The honeymoon phase is more evil than most behaviors in a relationship because it boggles the mind and is extremely manipulative. It shows that your spouse KNOWS how to treat you properly and with love. They just choose not to unless they cross the line and must put on a show of love, presents, compliments, etc. to get you back, to get you to stop being mad at them.

As soon as you open up and start to forget, they inevitably slide back into being a jerk, thus hurting us even more because our hearts are open and we so want to believe that they have changed. 

After years of experience with this crap I now know what to expect and when it will end. But the jerk isn't going to stop being a jerk because THE HONEYMOON PHASE BEHAVIOR WORKS LIKE A CHARM. 
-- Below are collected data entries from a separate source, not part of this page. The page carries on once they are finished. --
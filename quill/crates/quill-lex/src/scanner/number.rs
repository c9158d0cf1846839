//! Numeric literal scanning.
//!
//! # Number Formats
//!
//! - Decimal: `42`, `3.5`
//! - Exponential: `1e10`, `2.5e-3` (only `-` may sign an exponent)
//! - Binary: `0b1010`, Octal: `0o777`, Hexadecimal: `0x1A` (markers are case-insensitive)
//! - Any of the above followed by `n` is decoded with arbitrary precision,
//!   as long as its value is an integer.

use num_bigint::BigInt;
use quill_util::DiagnosticCode;

use crate::token::{NumberFormat, NumberValue, Token, TokenKind};
use crate::Scanner;

/// Largest exponent accepted on an arbitrary-precision literal such as `1e100n`
pub const MAX_BIGINT_EXPONENT: u32 = 10_000;

/// The exponent part of a decimal literal
struct Exponent<'src> {
    negative: bool,
    digits: &'src str,
}

impl<'src, 'h> Scanner<'src, 'h> {
    /// Scans a numeric literal starting at a decimal digit.
    ///
    /// Returns `None` after reporting an error when the literal is malformed
    /// or its value cannot be represented.
    pub(crate) fn scan_number(&mut self) -> Option<Token<'src>> {
        if self.cursor.current_char() == '0' {
            if let Some(format) = NumberFormat::from_marker(self.cursor.peek_char()) {
                return self.scan_radix_number(format);
            }
        }
        self.scan_decimal_number()
    }

    /// Scans `0b`, `0o` or `0x` followed by digits of that radix.
    fn scan_radix_number(&mut self, format: NumberFormat) -> Option<Token<'src>> {
        let radix = format.radix();
        self.cursor.advance();
        self.cursor.advance();

        let digits_start = self.cursor.position();
        if self.cursor.eat_while(|c| c.is_digit(radix)) == 0 {
            let prefix = self.cursor.slice(self.token_start, digits_start);
            self.cursor.eat_while(|c| c.is_ascii_alphanumeric());
            let diagnostic = self
                .error(
                    DiagnosticCode::E_LEXER_EXPECTED_DIGIT,
                    format!("expected {} digit after `{}`", format.name(), prefix),
                )
                .note(format!("{} literals use digits of base {}", format.name(), radix));
            self.report(diagnostic);
            return None;
        }

        let digits = self.cursor.slice_from(digits_start);
        let value = if self.cursor.match_char('n') {
            match BigInt::parse_bytes(digits.as_bytes(), radix) {
                Some(value) => NumberValue::BigInt(value),
                None => {
                    self.report_error(
                        DiagnosticCode::E_LEXER_INVALID_NUMBER,
                        format!("invalid {} literal", format.name()),
                    );
                    return None;
                },
            }
        } else {
            let value = digits
                .chars()
                .filter_map(|c| c.to_digit(radix))
                .fold(0.0_f64, |acc, digit| acc * f64::from(radix) + f64::from(digit));
            self.finite(value)?
        };

        Some(self.make_token(TokenKind::Number { value, format }))
    }

    /// Scans digits with an optional fraction, exponent and `n` suffix.
    fn scan_decimal_number(&mut self) -> Option<Token<'src>> {
        self.cursor.eat_while(|c| c.is_ascii_digit());

        let mut has_fraction = false;
        if self.cursor.current_char() == '.' && self.cursor.peek_char().is_ascii_digit() {
            self.cursor.advance();
            self.cursor.eat_while(|c| c.is_ascii_digit());
            has_fraction = true;
        }
        let mantissa_end = self.cursor.position();

        let exponent = self.scan_exponent();
        let number_end = self.cursor.position();
        let format = if exponent.is_some() {
            NumberFormat::Exponential
        } else {
            NumberFormat::Decimal
        };

        let value = if self.cursor.match_char('n') {
            let mantissa = self.cursor.slice(self.token_start, mantissa_end);
            self.decode_bigint(mantissa, has_fraction, exponent)?
        } else {
            let text = self.cursor.slice(self.token_start, number_end);
            match text.parse::<f64>() {
                Ok(value) => self.finite(value)?,
                Err(e) => {
                    self.report_error(
                        DiagnosticCode::E_LEXER_INVALID_NUMBER,
                        format!("invalid number literal `{}`: {}", text, e),
                    );
                    return None;
                },
            }
        };

        Some(self.make_token(TokenKind::Number { value, format }))
    }

    /// Consumes `e`/`E` and its digits, but only when digits (optionally
    /// after a `-`) actually follow the marker.
    fn scan_exponent(&mut self) -> Option<Exponent<'src>> {
        if !matches!(self.cursor.current_char(), 'e' | 'E') {
            return None;
        }

        let after_marker = &self.cursor.remaining()[1..];
        let negative = after_marker.starts_with('-');
        let digits_offset = if negative { 1 } else { 0 };
        if !after_marker[digits_offset..].starts_with(|c: char| c.is_ascii_digit()) {
            return None;
        }

        self.cursor.advance();
        if negative {
            self.cursor.advance();
        }
        let digits_start = self.cursor.position();
        self.cursor.eat_while(|c| c.is_ascii_digit());

        Some(Exponent {
            negative,
            digits: self.cursor.slice_from(digits_start),
        })
    }

    /// Decodes a suffixed decimal literal, which must denote an integer.
    fn decode_bigint(
        &mut self,
        mantissa: &str,
        has_fraction: bool,
        exponent: Option<Exponent<'src>>,
    ) -> Option<NumberValue> {
        if has_fraction {
            self.report_not_integer();
            return None;
        }

        let power = match exponent {
            None => 0,
            Some(exponent) => {
                let power = exponent
                    .digits
                    .parse::<u32>()
                    .ok()
                    .filter(|&power| power <= MAX_BIGINT_EXPONENT);
                match power {
                    Some(0) => 0,
                    Some(_) if exponent.negative => {
                        self.report_not_integer();
                        return None;
                    },
                    Some(power) => power,
                    None => {
                        let diagnostic = self
                            .error(
                                DiagnosticCode::E_LEXER_INVALID_NUMBER,
                                "exponent too large for an arbitrary-precision literal",
                            )
                            .note(format!("the largest supported exponent is {}", MAX_BIGINT_EXPONENT));
                        self.report(diagnostic);
                        return None;
                    },
                }
            },
        };

        let Some(mantissa) = BigInt::parse_bytes(mantissa.as_bytes(), 10) else {
            self.report_error(
                DiagnosticCode::E_LEXER_INVALID_NUMBER,
                format!("invalid number literal `{}`", mantissa),
            );
            return None;
        };

        Some(NumberValue::BigInt(mantissa * BigInt::from(10u32).pow(power)))
    }

    fn report_not_integer(&mut self) {
        let diagnostic = self
            .error(
                DiagnosticCode::E_LEXER_INVALID_NUMBER,
                "arbitrary-precision literal must be an integer",
            )
            .help("remove the `n` suffix to get a floating-point number");
        self.report(diagnostic);
    }

    /// Wraps `value`, reporting an error instead if it is infinite.
    fn finite(&mut self, value: f64) -> Option<NumberValue> {
        if value.is_finite() {
            return Some(NumberValue::Float(value));
        }
        let diagnostic = self
            .error(
                DiagnosticCode::E_LEXER_INVALID_NUMBER,
                "number literal is out of range",
            )
            .help("add an `n` suffix for an arbitrary-precision integer");
        self.report(diagnostic);
        None
    }
}

#[cfg(test)]
mod tests {
    use super::*;
    use quill_util::Handler;

    fn scan_one(source: &str) -> (Vec<Token<'_>>, Handler) {
        let mut handler = Handler::new();
        let tokens = crate::scan(source, &mut handler);
        (tokens, handler)
    }

    fn number(source: &str) -> (NumberValue, NumberFormat) {
        let (tokens, handler) = scan_one(source);
        assert!(!handler.has_errors(), "unexpected errors for {:?}", source);
        assert_eq!(tokens.len(), 2, "expected a single number in {:?}", source);
        match &tokens[0].kind {
            TokenKind::Number { value, format } => (value.clone(), *format),
            other => panic!("expected number, got {:?}", other),
        }
    }

    fn float(value: f64) -> NumberValue {
        NumberValue::Float(value)
    }

    fn big(text: &str) -> NumberValue {
        NumberValue::BigInt(text.parse().unwrap())
    }

    #[test]
    fn test_decimal_integer() {
        assert_eq!(number("42"), (float(42.0), NumberFormat::Decimal));
        assert_eq!(number("0"), (float(0.0), NumberFormat::Decimal));
        assert_eq!(number("007"), (float(7.0), NumberFormat::Decimal));
    }

    #[test]
    fn test_decimal_fraction() {
        assert_eq!(number("3.25"), (float(3.25), NumberFormat::Decimal));
    }

    #[test]
    fn test_dot_without_digit_is_not_fraction() {
        let (tokens, _) = scan_one("1.");
        assert_eq!(tokens[0].lexeme, "1");
        assert_eq!(tokens[1].kind, TokenKind::Dot);
    }

    #[test]
    fn test_exponent() {
        assert_eq!(number("1e10"), (float(1e10), NumberFormat::Exponential));
        assert_eq!(number("2E3"), (float(2000.0), NumberFormat::Exponential));
        assert_eq!(number("1.5e-3"), (float(0.0015), NumberFormat::Exponential));
    }

    #[test]
    fn test_exponent_marker_without_digits() {
        let mut handler = Handler::new();
        let tokens = crate::scan("1e-", &mut handler);

        assert_eq!(tokens[0].lexeme, "1");
        assert_eq!(tokens[0].kind, TokenKind::Number { value: float(1.0), format: NumberFormat::Decimal });
        assert_eq!(tokens[1].kind, TokenKind::Minus);
        assert_eq!(handler.error_count(), 1);
    }

    #[test]
    fn test_plus_does_not_sign_exponent() {
        let (tokens, handler) = scan_one("1e+5");
        assert_eq!(tokens[0].lexeme, "1");
        assert_eq!(handler.error_count(), 1);
        assert_eq!(tokens[1].kind, TokenKind::Plus);
    }

    #[test]
    fn test_radix_literals() {
        assert_eq!(number("0x1A"), (float(26.0), NumberFormat::Hexadecimal));
        assert_eq!(number("0XfF"), (float(255.0), NumberFormat::Hexadecimal));
        assert_eq!(number("0b1010"), (float(10.0), NumberFormat::Binary));
        assert_eq!(number("0B1"), (float(1.0), NumberFormat::Binary));
        assert_eq!(number("0o777"), (float(511.0), NumberFormat::Octal));
        assert_eq!(number("0O10"), (float(8.0), NumberFormat::Octal));
    }

    #[test]
    fn test_radix_lexeme_includes_prefix() {
        let (tokens, _) = scan_one("0x1A");
        assert_eq!(tokens[0].lexeme, "0x1A");
    }

    #[test]
    fn test_radix_stops_at_invalid_digit() {
        let (tokens, handler) = scan_one("0b12");
        assert!(!handler.has_errors());
        assert_eq!(tokens[0].lexeme, "0b1");
        assert_eq!(tokens[1].lexeme, "2");
    }

    #[test]
    fn test_radix_without_digit() {
        let (tokens, handler) = scan_one("0b2");

        assert_eq!(tokens.len(), 1);
        assert!(tokens[0].is_eof());
        assert_eq!(handler.error_count(), 1);
        let diagnostic = &handler.diagnostics()[0];
        assert_eq!(diagnostic.code, Some(DiagnosticCode::E_LEXER_EXPECTED_DIGIT));
        assert_eq!(diagnostic.message, "expected binary digit after `0b`");
        assert_eq!(diagnostic.span.len(), 3);
    }

    #[test]
    fn test_radix_without_digit_at_end() {
        let (tokens, handler) = scan_one("0x");
        assert_eq!(tokens.len(), 1);
        assert_eq!(handler.error_count(), 1);
    }

    #[test]
    fn test_bigint_suffix() {
        assert_eq!(number("123n"), (big("123"), NumberFormat::Decimal));
        assert_eq!(number("0xFFn"), (big("255"), NumberFormat::Hexadecimal));
        assert_eq!(number("2e3n"), (big("2000"), NumberFormat::Exponential));
        assert_eq!(number("5e-0n"), (big("5"), NumberFormat::Exponential));

        let (tokens, _) = scan_one("123n");
        assert_eq!(tokens[0].lexeme, "123n");
    }

    #[test]
    fn test_bigint_beyond_u64() {
        let (value, _) = number("0xFFFFFFFFFFFFFFFFFFFFn");
        assert_eq!(value, big("1208925819614629174706175"));

        let (value, _) = number("1e30n");
        assert_eq!(value, big("1000000000000000000000000000000"));
    }

    #[test]
    fn test_bigint_rejects_fraction() {
        let (tokens, handler) = scan_one("1.5n");
        assert_eq!(tokens.len(), 1);
        assert_eq!(
            handler.diagnostics()[0].code,
            Some(DiagnosticCode::E_LEXER_INVALID_NUMBER)
        );
        assert_eq!(handler.diagnostics()[0].span.len(), 4);
    }

    #[test]
    fn test_bigint_rejects_negative_exponent() {
        let (tokens, handler) = scan_one("1e-2n");
        assert_eq!(tokens.len(), 1);
        assert_eq!(handler.error_count(), 1);
    }

    #[test]
    fn test_bigint_rejects_huge_exponent() {
        let (tokens, handler) = scan_one("1e10001n");
        assert_eq!(tokens.len(), 1);
        assert_eq!(handler.error_count(), 1);
    }

    #[test]
    fn test_float_out_of_range() {
        let (tokens, handler) = scan_one("1e999");
        assert_eq!(tokens.len(), 1);
        assert_eq!(
            handler.diagnostics()[0].code,
            Some(DiagnosticCode::E_LEXER_INVALID_NUMBER)
        );
    }

    #[test]
    fn test_number_followed_by_operator() {
        let (tokens, handler) = scan_one("1+2");
        assert!(!handler.has_errors());
        assert_eq!(tokens.len(), 4);
        assert_eq!(tokens[1].kind, TokenKind::Plus);
    }
}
I posted a thread WHEN YOUR ALCOHOLIC HATES YOU which I posted after my alki hubby decimated me to rubble. The next day he was up early and was all smiles and laughter and actually listened and showed interest in me. He even went out and got some expensive sinful canolli's. I knew he was just doing all this to cheer me up and that it would end, and sure as sh*t, it's already gone. TIGGER HAS LEFT THE BUILDING AND HERE COMES OLD BUMMED OUT EEYORE.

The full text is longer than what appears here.